● TASK DIRECTIONS
Your reply must consist of the data below, reproduced character for character.
· · · · ·
//! Per-sample result assembly.

use crate::age::AgePrediction;
use crate::diversity::DiversityMetrics;
use crate::enterotype::EnterotypeCall;
use crate::functional::FunctionalSummary;
use crate::health::HealthAssessment;
use crate::normalize::{top_taxa, SampleProfile, TaxonShare};
use crate::reference::ReferenceVersions;
use crate::risk::RiskAssessment;
use crate::{Rank, StageOutcome, StageStatus};
use chrono::{DateTime, Utc};
use serde::{Deserialize, Serialize};
use uuid::Uuid;

/// Status of every stage for one sample
#[derive(Clone, Copy, Debug, Serialize, Deserialize, PartialEq, Eq)]
pub struct Completeness {
    pub diversity: StageStatus,
    pub enterotype: StageStatus,
    pub health: StageStatus,
    pub disease_risk: StageStatus,
    pub age: StageStatus,
    pub functional: StageStatus,
}

impl Completeness {
    fn statuses(&self) -> [StageStatus; 6] {
        [
            self.diversity,
            self.enterotype,
            self.health,
            self.disease_risk,
            self.age,
            self.functional,
        ]
    }

    /// Every stage computed
    pub fn is_complete(&self) -> bool {
        self.statuses().iter().all(|s| *s == StageStatus::Computed)
    }

    pub fn computed_count(&self) -> usize {
        self.statuses()
            .iter()
            .filter(|s| **s == StageStatus::Computed)
            .count()
    }
}

/// Top taxa per rank
#[derive(Clone, Debug, Serialize, Deserialize, PartialEq, Default)]
pub struct Composition {
    pub phylum: Vec<TaxonShare>,
    pub genus: Vec<TaxonShare>,
    pub species: Vec<TaxonShare>,
}

impl Composition {
    pub fn from_profile(profile: &SampleProfile, n: usize) -> Self {
        let top = |rank| profile.vector(rank).map(|v| top_taxa(v, n)).unwrap_or_default();
        Self {
            phylum: top(Rank::Phylum),
            genus: top(Rank::Genus),
            species: top(Rank::Species),
        }
    }
}

/// Where and how a result was produced
#[derive(Clone, Debug, Serialize, Deserialize, PartialEq)]
pub struct Provenance {
    pub run_id: Uuid,
    pub generated_at: DateTime<Utc>,
    pub engine_version: String,
    pub diversity_rank: Rank,
    pub references: ReferenceVersions,
    #[serde(default, skip_serializing_if = "Option::is_none")]
    pub age_model: Option<String>,
}

/// Raw stage outputs handed to the aggregator
#[derive(Clone, Debug)]
pub struct StageOutcomes {
    pub diversity: StageOutcome<DiversityMetrics>,
    pub enterotype: StageOutcome<EnterotypeCall>,
    pub health: StageOutcome<HealthAssessment>,
    pub disease_risk: StageOutcome<RiskAssessment>,
    pub age: StageOutcome<AgePrediction>,
    pub functional: StageOutcome<FunctionalSummary>,
}

/// Complete, immutable scoring result for one sample
#[derive(Clone, Debug, Serialize, Deserialize, PartialEq)]
pub struct SampleResult {
    sample_id: String,
    total_reads: u64,
    insufficient_depth: bool,
    completeness: Completeness,
    composition: Composition,
    diversity: StageOutcome<DiversityMetrics>,
    enterotype: StageOutcome<EnterotypeCall>,
    health: StageOutcome<HealthAssessment>,
    disease_risk: StageOutcome<RiskAssessment>,
    age: StageOutcome<AgePrediction>,
    functional: StageOutcome<FunctionalSummary>,
    provenance: Provenance,
}

impl SampleResult {
    pub fn sample_id(&self) -> &str {
        &self.sample_id
    }

    pub fn total_reads(&self) -> u64 {
        self.total_reads
    }

    pub fn insufficient_depth(&self) -> bool {
        self.insufficient_depth
    }

    pub fn completeness(&self) -> &Completeness {
        &self.completeness
    }

    pub fn composition(&self) -> &Composition {
        &self.composition
    }

    pub fn diversity(&self) -> &StageOutcome<DiversityMetrics> {
        &self.diversity
    }

    pub fn enterotype(&self) -> &StageOutcome<EnterotypeCall> {
        &self.enterotype
    }

    pub fn health(&self) -> &StageOutcome<HealthAssessment> {
        &self.health
    }

    pub fn disease_risk(&self) -> &StageOutcome<RiskAssessment> {
        &self.disease_risk
    }

    pub fn age(&self) -> &StageOutcome<AgePrediction> {
        &self.age
    }

    pub fn functional(&self) -> &StageOutcome<FunctionalSummary> {
        &self.functional
    }

    pub fn provenance(&self) -> &Provenance {
        &self.provenance
    }
}

/// Merge stage outputs into one result; statuses are recorded as-is
pub fn aggregate(
    profile: &SampleProfile,
    stages: StageOutcomes,
    provenance: Provenance,
    top_n: usize,
) -> SampleResult {
    let completeness = Completeness {
        diversity: stages.diversity.status(),
        enterotype: stages.enterotype.status(),
        health: stages.health.status(),
        disease_risk: stages.disease_risk.status(),
        age: stages.age.status(),
        functional: stages.functional.status(),
    };

    if !completeness.is_complete() {
        tracing::debug!(
            "{}: {}/6 stages computed",
            profile.sample_id,
            completeness.computed_count()
        );
    }

    SampleResult {
        sample_id: profile.sample_id.clone(),
        total_reads: profile.total_reads,
        insufficient_depth: profile.insufficient_depth,
        completeness,
        composition: Composition::from_profile(profile, top_n),
        diversity: stages.diversity,
        enterotype: stages.enterotype,
        health: stages.health,
        disease_risk: stages.disease_risk,
        age: stages.age,
        functional: stages.functional,
        provenance,
    }
}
· · · · ·
● EXPECTED OUTPUT
//! Per-sample result assembly.

use crate::age::AgePrediction;
use crate::diversity::DiversityMetrics;
use crate::enterotype::EnterotypeCall;
use crate::functional::FunctionalSummary;
use crate::health::HealthAssessment;
use crate::normalize::{top_taxa, SampleProfile, TaxonShare};
use crate::reference::ReferenceVersions;
use crate::risk::RiskAssessment;
use crate::{Rank, StageOutcome, StageStatus};
use chrono::{DateTime, Utc};
use serde::{Deserialize, Serialize};
use uuid::Uuid;

/// Status of every stage for one sample
#[derive(Clone, Copy, Debug, Serialize, Deserialize, PartialEq, Eq)]
pub struct Completeness {
    pub diversity: StageStatus,
    pub enterotype: StageStatus,
    pub health: StageStatus,
    pub disease_risk: StageStatus,
    pub age: StageStatus,
    pub functional: StageStatus,
}

impl Completeness {
    fn statuses(&self) -> [StageStatus; 6] {
        [
            self.diversity,
            self.enterotype,
            self.health,
            self.disease_risk,
            self.age,
            self.functional,
        ]
    }

    /// Every stage computed
    pub fn is_complete(&self) -> bool {
        self.statuses().iter().all(|s| *s == StageStatus::Computed)
    }

    pub fn computed_count(&self) -> usize {
        self.statuses()
            .iter()
            .filter(|s| **s == StageStatus::Computed)
            .count()
    }
}

/// Top taxa per rank
#[derive(Clone, Debug, Serialize, Deserialize, PartialEq, Default)]
pub struct Composition {
    pub phylum: Vec<TaxonShare>,
    pub genus: Vec<TaxonShare>,
    pub species: Vec<TaxonShare>,
}

impl Composition {
    pub fn from_profile(profile: &SampleProfile, n: usize) -> Self {
        let top = |rank| profile.vector(rank).map(|v| top_taxa(v, n)).unwrap_or_default();
        Self {
            phylum: top(Rank::Phylum),
            genus: top(Rank::Genus),
            species: top(Rank::Species),
        }
    }
}

/// Where and how a result was produced
#[derive(Clone, Debug, Serialize, Deserialize, PartialEq)]
pub struct Provenance {
    pub run_id: Uuid,
    pub generated_at: DateTime<Utc>,
    pub engine_version: String,
    pub diversity_rank: Rank,
    pub references: ReferenceVersions,
    #[serde(default, skip_serializing_if = "Option::is_none")]
    pub age_model: Option<String>,
}

/// Raw stage outputs handed to the aggregator
#[derive(Clone, Debug)]
pub struct StageOutcomes {
    pub diversity: StageOutcome<DiversityMetrics>,
    pub enterotype: StageOutcome<EnterotypeCall>,
    pub health: StageOutcome<HealthAssessment>,
    pub disease_risk: StageOutcome<RiskAssessment>,
    pub age: StageOutcome<AgePrediction>,
    pub functional: StageOutcome<FunctionalSummary>,
}

/// Complete, immutable scoring result for one sample
#[derive(Clone, Debug, Serialize, Deserialize, PartialEq)]
pub struct SampleResult {
    sample_id: String,
    total_reads: u64,
    insufficient_depth: bool,
    completeness: Completeness,
    composition: Composition,
    diversity: StageOutcome<DiversityMetrics>,
    enterotype: StageOutcome<EnterotypeCall>,
    health: StageOutcome<HealthAssessment>,
    disease_risk: StageOutcome<RiskAssessment>,
    age: StageOutcome<AgePrediction>,
    functional: StageOutcome<FunctionalSummary>,
    provenance: Provenance,
}

impl SampleResult {
    pub fn sample_id(&self) -> &str {
        &self.sample_id
    }

    pub fn total_reads(&self) -> u64 {
        self.total_reads
    }

    pub fn insufficient_depth(&self) -> bool {
        self.insufficient_depth
    }

    pub fn completeness(&self) -> &Completeness {
        &self.completeness
    }

    pub fn composition(&self) -> &Composition {
        &self.composition
    }

    pub fn diversity(&self) -> &StageOutcome<DiversityMetrics> {
        &self.diversity
    }

    pub fn enterotype(&self) -> &StageOutcome<EnterotypeCall> {
        &self.enterotype
    }

    pub fn health(&self) -> &StageOutcome<HealthAssessment> {
        &self.health
    }

    pub fn disease_risk(&self) -> &StageOutcome<RiskAssessment> {
        &self.disease_risk
    }

    pub fn age(&self) -> &StageOutcome<AgePrediction> {
        &self.age
    }

    pub fn functional(&self) -> &StageOutcome<FunctionalSummary> {
        &self.functional
    }

    pub fn provenance(&self) -> &Provenance {
        &self.provenance
    }
}

/// Merge stage outputs into one result; statuses are recorded as-is
pub fn aggregate(
    profile: &SampleProfile,
    stages: StageOutcomes,
    provenance: Provenance,
    top_n: usize,
) -> SampleResult {
    let completeness = Completeness {
        diversity: stages.diversity.status(),
        enterotype: stages.enterotype.status(),
        health: stages.health.status(),
        disease_risk: stages.disease_risk.status(),
        age: stages.age.status(),
        functional: stages.functional.status(),
    };

    if !completeness.is_complete() {
        tracing::debug!(
            "{}: {}/6 stages computed",
            profile.sample_id,
            completeness.computed_count()
        );
    }

    SampleResult {
        sample_id: profile.sample_id.clone(),
        total_reads: profile.total_reads,
        insufficient_depth: profile.insufficient_depth,
        completeness,
        composition: Composition::from_profile(profile, top_n),
        diversity: stages.diversity,
        enterotype: stages.enterotype,
        health: stages.health,
        disease_risk: stages.disease_risk,
        age: stages.age,
        functional: stages.functional,
        provenance,
    }
}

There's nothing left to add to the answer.